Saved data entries
────────

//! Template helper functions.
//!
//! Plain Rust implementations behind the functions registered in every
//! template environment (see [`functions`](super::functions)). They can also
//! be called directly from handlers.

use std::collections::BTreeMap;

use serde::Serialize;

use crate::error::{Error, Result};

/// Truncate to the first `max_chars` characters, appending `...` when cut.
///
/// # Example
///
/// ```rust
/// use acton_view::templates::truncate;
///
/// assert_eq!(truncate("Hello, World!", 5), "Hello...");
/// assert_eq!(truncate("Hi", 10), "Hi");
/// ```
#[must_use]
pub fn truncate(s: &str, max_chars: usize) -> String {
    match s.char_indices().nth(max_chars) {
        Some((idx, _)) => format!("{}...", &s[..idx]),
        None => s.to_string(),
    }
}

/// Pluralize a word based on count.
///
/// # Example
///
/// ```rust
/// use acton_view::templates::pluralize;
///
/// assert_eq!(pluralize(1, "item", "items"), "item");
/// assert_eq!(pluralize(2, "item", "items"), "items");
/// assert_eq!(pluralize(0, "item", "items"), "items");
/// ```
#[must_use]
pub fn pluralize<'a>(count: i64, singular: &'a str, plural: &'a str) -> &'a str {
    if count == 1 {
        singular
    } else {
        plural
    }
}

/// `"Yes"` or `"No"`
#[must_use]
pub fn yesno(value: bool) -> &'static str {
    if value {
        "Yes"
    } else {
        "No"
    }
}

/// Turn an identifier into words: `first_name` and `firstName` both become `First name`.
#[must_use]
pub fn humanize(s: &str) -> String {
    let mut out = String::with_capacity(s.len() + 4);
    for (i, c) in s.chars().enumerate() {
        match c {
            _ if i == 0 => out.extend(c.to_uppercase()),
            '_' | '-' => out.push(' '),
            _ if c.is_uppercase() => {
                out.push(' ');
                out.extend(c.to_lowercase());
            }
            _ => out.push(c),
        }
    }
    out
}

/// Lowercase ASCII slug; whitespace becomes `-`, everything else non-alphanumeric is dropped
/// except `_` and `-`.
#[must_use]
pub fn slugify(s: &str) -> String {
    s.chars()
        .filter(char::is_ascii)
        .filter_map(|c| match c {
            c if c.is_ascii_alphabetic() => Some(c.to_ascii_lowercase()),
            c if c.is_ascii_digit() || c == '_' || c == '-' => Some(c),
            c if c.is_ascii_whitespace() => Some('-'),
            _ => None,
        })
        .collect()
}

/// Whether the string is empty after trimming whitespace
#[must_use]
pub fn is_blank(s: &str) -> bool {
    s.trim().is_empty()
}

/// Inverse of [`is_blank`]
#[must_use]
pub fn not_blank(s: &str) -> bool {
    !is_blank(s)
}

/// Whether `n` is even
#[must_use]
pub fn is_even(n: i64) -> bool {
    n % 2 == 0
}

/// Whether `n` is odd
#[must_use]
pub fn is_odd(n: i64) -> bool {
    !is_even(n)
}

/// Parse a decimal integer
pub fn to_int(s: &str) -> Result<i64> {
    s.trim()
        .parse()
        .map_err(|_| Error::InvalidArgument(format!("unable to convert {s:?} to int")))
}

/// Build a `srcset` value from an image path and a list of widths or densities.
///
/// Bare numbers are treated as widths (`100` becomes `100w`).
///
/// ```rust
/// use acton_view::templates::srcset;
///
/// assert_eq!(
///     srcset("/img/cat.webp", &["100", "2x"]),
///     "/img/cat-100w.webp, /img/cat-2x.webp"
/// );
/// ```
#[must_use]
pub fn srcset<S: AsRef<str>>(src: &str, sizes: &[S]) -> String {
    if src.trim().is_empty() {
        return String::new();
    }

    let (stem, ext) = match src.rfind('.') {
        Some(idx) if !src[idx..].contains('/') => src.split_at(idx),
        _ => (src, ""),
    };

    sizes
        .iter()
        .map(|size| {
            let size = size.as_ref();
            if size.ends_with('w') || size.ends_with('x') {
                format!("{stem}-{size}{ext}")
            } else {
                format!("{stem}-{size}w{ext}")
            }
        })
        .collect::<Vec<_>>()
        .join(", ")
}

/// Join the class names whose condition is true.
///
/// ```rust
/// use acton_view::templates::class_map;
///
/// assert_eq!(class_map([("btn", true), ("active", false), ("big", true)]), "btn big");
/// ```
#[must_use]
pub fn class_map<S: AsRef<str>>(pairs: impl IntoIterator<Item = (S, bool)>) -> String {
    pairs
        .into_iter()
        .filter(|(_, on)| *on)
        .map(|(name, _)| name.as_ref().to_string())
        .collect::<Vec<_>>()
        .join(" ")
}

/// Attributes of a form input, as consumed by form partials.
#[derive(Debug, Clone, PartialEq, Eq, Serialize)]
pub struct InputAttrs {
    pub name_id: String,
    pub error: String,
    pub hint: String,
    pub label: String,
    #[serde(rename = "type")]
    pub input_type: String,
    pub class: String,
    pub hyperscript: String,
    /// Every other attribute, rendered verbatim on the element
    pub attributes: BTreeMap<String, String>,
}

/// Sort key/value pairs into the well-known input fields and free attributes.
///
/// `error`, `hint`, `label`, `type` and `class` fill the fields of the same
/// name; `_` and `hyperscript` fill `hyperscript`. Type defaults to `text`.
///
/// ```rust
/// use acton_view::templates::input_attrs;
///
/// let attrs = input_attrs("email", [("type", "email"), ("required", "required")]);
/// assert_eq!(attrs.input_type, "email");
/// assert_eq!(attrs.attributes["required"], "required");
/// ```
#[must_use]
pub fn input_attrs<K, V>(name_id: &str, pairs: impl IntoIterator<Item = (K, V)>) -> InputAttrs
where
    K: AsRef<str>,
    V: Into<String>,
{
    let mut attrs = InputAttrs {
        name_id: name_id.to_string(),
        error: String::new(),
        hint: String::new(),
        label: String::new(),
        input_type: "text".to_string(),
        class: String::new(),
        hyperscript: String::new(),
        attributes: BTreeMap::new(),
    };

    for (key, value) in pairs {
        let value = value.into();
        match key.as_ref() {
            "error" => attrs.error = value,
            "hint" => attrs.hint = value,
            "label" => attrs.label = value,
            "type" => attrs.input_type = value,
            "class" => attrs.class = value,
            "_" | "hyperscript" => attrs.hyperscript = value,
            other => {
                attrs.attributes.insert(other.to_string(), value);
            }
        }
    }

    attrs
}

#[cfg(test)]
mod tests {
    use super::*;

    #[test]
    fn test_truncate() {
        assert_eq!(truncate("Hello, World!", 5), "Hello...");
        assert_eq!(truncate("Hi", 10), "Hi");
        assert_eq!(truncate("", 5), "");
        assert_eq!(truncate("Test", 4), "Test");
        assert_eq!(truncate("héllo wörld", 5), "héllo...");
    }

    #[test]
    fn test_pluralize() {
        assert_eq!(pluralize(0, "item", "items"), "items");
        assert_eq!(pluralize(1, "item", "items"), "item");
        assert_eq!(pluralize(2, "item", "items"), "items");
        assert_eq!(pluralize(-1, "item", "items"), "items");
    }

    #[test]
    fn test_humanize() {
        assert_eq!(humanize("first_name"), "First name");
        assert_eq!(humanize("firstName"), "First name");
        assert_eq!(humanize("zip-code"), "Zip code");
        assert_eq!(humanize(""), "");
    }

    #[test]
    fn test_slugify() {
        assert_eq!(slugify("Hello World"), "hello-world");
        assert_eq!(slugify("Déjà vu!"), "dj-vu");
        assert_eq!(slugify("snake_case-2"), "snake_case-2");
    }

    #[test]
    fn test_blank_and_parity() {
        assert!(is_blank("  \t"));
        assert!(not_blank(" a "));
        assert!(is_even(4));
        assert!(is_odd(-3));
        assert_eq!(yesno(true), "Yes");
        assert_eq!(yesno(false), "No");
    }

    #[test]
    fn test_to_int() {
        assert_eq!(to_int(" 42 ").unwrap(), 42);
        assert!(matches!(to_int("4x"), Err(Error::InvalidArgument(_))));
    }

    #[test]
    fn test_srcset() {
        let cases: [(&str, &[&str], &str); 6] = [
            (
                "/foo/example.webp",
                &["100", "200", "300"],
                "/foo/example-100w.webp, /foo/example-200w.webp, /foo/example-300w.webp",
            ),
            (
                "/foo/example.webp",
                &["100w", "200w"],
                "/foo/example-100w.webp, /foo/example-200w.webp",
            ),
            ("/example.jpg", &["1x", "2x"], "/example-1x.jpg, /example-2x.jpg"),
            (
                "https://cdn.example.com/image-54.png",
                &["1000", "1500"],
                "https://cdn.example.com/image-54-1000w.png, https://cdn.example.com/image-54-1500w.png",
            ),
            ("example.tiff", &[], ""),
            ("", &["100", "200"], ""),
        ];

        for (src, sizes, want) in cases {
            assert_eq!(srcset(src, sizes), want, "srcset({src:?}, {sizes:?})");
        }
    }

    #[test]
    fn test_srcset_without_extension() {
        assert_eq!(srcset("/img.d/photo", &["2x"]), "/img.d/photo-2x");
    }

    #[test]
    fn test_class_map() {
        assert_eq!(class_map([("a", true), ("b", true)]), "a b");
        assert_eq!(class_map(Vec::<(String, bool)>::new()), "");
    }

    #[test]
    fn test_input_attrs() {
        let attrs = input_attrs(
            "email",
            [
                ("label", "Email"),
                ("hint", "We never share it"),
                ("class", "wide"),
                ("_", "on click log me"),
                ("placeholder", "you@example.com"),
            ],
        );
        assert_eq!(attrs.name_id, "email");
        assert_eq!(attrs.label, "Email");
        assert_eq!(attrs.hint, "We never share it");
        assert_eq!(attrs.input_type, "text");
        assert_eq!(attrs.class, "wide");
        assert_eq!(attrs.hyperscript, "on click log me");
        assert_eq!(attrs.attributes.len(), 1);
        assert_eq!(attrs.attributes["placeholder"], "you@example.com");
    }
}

────────

#### WORK INSTRUCTIONS:
Whenever a line includes the word "else", pull it out of the entries.

#### ANSWER BOX:
    } else {
    } else {
/// Lowercase ASCII slug; whitespace becomes `-`, everything else non-alphanumeric is dropped
            } else {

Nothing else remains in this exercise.